Coding PPO from Scratch with PyTorch (Part 4/4)

8 min readAug 16, 2023

Welcome to Part 4 of our series, where we will briefly discuss some of the most common optimization tricks for Proximal Policy Optimization (PPO). If you haven’t read Part 1 and Part 2 and Part 3, please do so first.

Let’s get started!

Here’s the code if you want to take a look first: https://github.com/ericyangyu/PPO-for-Beginners

Learning Rate Annealing

It is a common technique to dynamically change the learning rate during the training loop. The goal of learning rate annealing is to find a balance between rapid progress in the initial stages of optimization and fine-tuning toward convergence as training progresses.

A higher learning rate can introduce instability into the optimization process, leading to divergence and overshooting of optimal parameter values. Conversely, a lower learning rate can cause the optimization process to progress slowly, or increase the likelihood of the algorithm becoming trapped in local minima. It is preferable if the learning rate changes over time instead of being a fixed value. We would like to change the learning rate when we do an update, so we put it in the optimization loop where the actor and critic networks are updated.

for _ in range(self.n_updates_per_iteration):
  frac = (t_so_far - 1.0) / total_timesteps
  new_lr = self.lr * (1.0 - frac)
  new_lr = max(new_lr, 0.0)
  self.actor_optim.param_groups[0]["lr"] = new_lr
  self.critic_optim.param_groups[0]["lr"] = new_lr

The frac term is calculated as the ratio of the current number of timesteps simulated, denoted as t_so_far, to the total planned timesteps, total_timesteps. By subtracting 1.0 from t_so_far before dividing by total_timesteps, the annealing process starts with a learning rate of self.lr and decreases as the training advances towards total_timesteps.

The learning rate new_lr is reduced proportionally using the formula self.lr * (1.0 — frac). Then we applied the new learning rate to both the actor and critic optimizer. By reducing the learning rate over time, we stabilize the optimization process, leading to more effective training of PPO.

Mini-batch Update

Currently, we are updating our actor and critic network in the unit of a batch. Training with the full dataset can be memory intensive, and computationally expensive, especially for large datasets and complex models. Also, the optimization process follows a fixed path, which might not allow for as much exploration of the parameter space. By using mini-batches, we won’t have memory issues as we only process a subset of data at a time, and our reduced computational load leads to faster computations. Although the stochastic nature of minibatch updates introduces randomness and noise, learning rate annealing can help strike a balance between accurate gradient estimation, exploration of the parameter space, and computational efficiency. With learning rate annealing, we can have faster convergence while benefiting from the noise introduced by mini-batch updates.

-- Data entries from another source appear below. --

//! Configuration loading and the typed schedule settings view.
//!
//! Application configuration (data file, bind address, seed records) comes
//! from a YAML file. Schedule settings live in the store as a flat
//! key/value table and are read through [`ScheduleSettings`].
//!
//! # Example
//!
//! ```no_run
//! use shift_planner::config::ConfigLoader;
//!
//! let loader = ConfigLoader::load("./config/planner.yaml").unwrap();
//! println!("Seeding {} employees", loader.config().seed.employees.len());
//! ```

mod loader;
mod types;

pub use loader::ConfigLoader;
pub use types::{
    BusinessHours, DEFAULT_OFF_SATURDAY_RANK, DEFAULT_REST_DAY, MAX_BREAK_MINUTES, PlannerConfig,
    REST_PREFIX, SAT_BREAK, SAT_END, SAT_OFF_PREFIX, SAT_START, ScheduleSettings, SeedConfig,
    WEEKDAY_BREAK, WEEKDAY_END, WEEKDAY_START,
};
//! Request types for the shift planner API.
//!
//! Bulk saves take the editable row types from [`crate::planner`] directly
//! as a JSON array body; this module holds the query strings and the
//! remaining request bodies.

use chrono::NaiveDate;
use serde::{Deserialize, Serialize};

use crate::error::PlannerResult;
use crate::models::{DateRange, Employee, EmployeeId};
use crate::planner::EmployeeUpdate;

/// `?from=YYYY-MM-DD&to=YYYY-MM-DD` query string.
#[derive(Debug, Clone, Copy, Serialize, Deserialize)]
pub struct RangeQuery {
    /// First day (inclusive).
    pub from: NaiveDate,
    /// Last day (inclusive).
    pub to: NaiveDate,
}

impl RangeQuery {
    /// Validates the query into a range.
    pub fn range(&self) -> PlannerResult<DateRange> {
        DateRange::new(self.from, self.to)
    }
}

/// Query string of `GET /employees`.
#[derive(Debug, Clone, Copy, Default, Serialize, Deserialize)]
pub struct EmployeeListQuery {
    /// List only active employees.
    #[serde(default)]
    pub active_only: bool,
}

/// Request body for `POST /weeks/generate`.
#[derive(Debug, Clone, Serialize, Deserialize)]
pub struct GenerateWeekRequest {
    /// The Monday starting the week.
    pub week_start: NaiveDate,
}

/// Request body for `POST /employees`.
#[derive(Debug, Clone, Serialize, Deserialize)]
pub struct CreateEmployeeRequest {
    /// Id of the new employee.
    pub id: EmployeeId,
    /// Display name.
    pub name: String,
    /// Whether the employee starts active.
    #[serde(default = "default_active")]
    pub active: bool,
}

fn default_active() -> bool {
    true
}

/// Request body for `PUT /employees/:id`.
#[derive(Debug, Clone, Default, Serialize, Deserialize)]
pub struct UpdateEmployeeRequest {
    /// New display name.
    #[serde(default)]
    pub name: Option<String>,
    /// New active flag.
    #[serde(default)]
    pub active: Option<bool>,
}

impl From<CreateEmployeeRequest> for Employee {
    fn from(req: CreateEmployeeRequest) -> Self {
        Employee {
            id: req.id,
            name: req.name,
            active: req.active,
        }
    }
}

impl From<UpdateEmployeeRequest> for EmployeeUpdate {
    fn from(req: UpdateEmployeeRequest) -> Self {
        EmployeeUpdate {
            name: req.name,
            active: req.active,
        }
    }
}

It is crucial to choose a minibatch size. Larger mini-batches may provide more accurate gradient estimates but can slow down computation, while smaller mini-batches introduce more noise but can lead to faster convergence. We will add the number of mini-batches as a hyperparameter in _init_hyperparameters later.

step = batch_obs.size(0)
inds = np.arange(step)
minibatch_size = step // self.num_minibatches
for _ in range(self.n_updates_per_iteration):
frac = (t_so_far - 1.0) / total_timesteps
    new_lr = self.lr * (1.0 - frac)
    new_lr = max(new_lr, 0.0)
    self.actor_optim.param_groups[0]["lr"] = new_lr
    self.critic_optim.param_groups[0]["lr"] = new_lr

    np.random.shuffle(inds)
    for start in range(0, step, minibatch_size):
        end = start + minibatch_size
        idx = inds[start:end]
        mini_obs = batch_obs[idx]
        mini_acts = batch_acts[idx]
        mini_log_prob = batch_log_probs[idx]
        mini_advantage = A_k[idx]
        mini_rtgs = batch_rtgs[idx]
        V, curr_log_probs, entropy = self.evaluate(mini_obs, mini_acts)
        logratios = curr_log_probs - mini_log_prob
        ratios = torch.exp(logratios)
        surr1 = ratios * mini_advantage
        surr2 = torch.clamp(ratios, 1 - self.clip, 1 + self.clip) * mini_advantage
        actor_loss = (-torch.min(surr1, surr2)).mean()
        critic_loss = nn.MSELoss()(V, mini_rtgs)

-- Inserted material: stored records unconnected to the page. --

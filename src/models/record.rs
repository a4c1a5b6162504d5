//! Store-assigned identity for persisted records.

use serde::{Deserialize, Serialize};

/// Identifier assigned by the store when a record is inserted.
pub type RecordId = u64;

/// A record together with its store-assigned id.
///
/// Serializes flat, so a stored shift reads as the shift's fields plus `id`.
#[derive(Debug, Clone, PartialEq, Eq, Serialize, Deserialize)]
pub struct Stored<T> {
    /// The store-assigned id.
    pub id: RecordId,
    /// The record itself.
    #[serde(flatten)]
    pub record: T,
}

impl<T> Stored<T> {
    /// Wraps a record with its id.
    pub fn new(id: RecordId, record: T) -> Self {
        Self { id, record }
    }
}

impl<T> std::ops::Deref for Stored<T> {
    type Target = T;

    fn deref(&self) -> &T {
        &self.record
    }
}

From the snippet above, we first determine the batch size so that we can calculate the size of each mini-batches. In the training loop, after learning rate annealing, we shuffle the indices so that we can divide the whole batches into mini-batches randomly. The following should be familiar since we only change everything from whole batch to mini-batches.

You might have noticed that the old evaluate function returns a new variable called entropy. That’s right, the next optimization trick is entropy regularization.

Entropy Regularization

Entropy regularization is a tool used to strike a balance between exploration and exploitation in reinforcement learning. By incorporating entropy into the loss function, the algorithm encourages policies to exhibit greater exploration and uncertainty, resulting in more versatile actions. From the above code, we modify the evaluate function to return not only the value and log probabilities but also the entropy of the batch:

def evaluate(self, batch_obs, batch_acts):
  V = self.critic(batch_obs).squeeze()
  mean = self.actor(batch_obs)
  dist = MultivariateNormal(mean, self.cov_mat)
  log_probs = dist.log_prob(batch_acts)
  return V, log_probs, dist.entropy()

After we have calculated the actor loss, we add these two lines:

entropy_loss = entropy.mean()
actor_loss = actor_loss - self.ent_coef * entropy_loss

We subtract the entropy loss from the actor loss with a coefficient, which is also a hyperparameter. A higher coefficient penalizes overly deterministic policies, pushing the process to explore different actions instead of convergence to the currently optimal solutions. This balance between exploration and exploitation contributes to the algorithm’s ability in complex environments.

Gradient Clipping

Gradient Clipping is a technique used during the training of neural networks to mitigate the issues of exploding gradients. When gradients become too large during backpropagation, it can lead to unstable training and hinder convergence.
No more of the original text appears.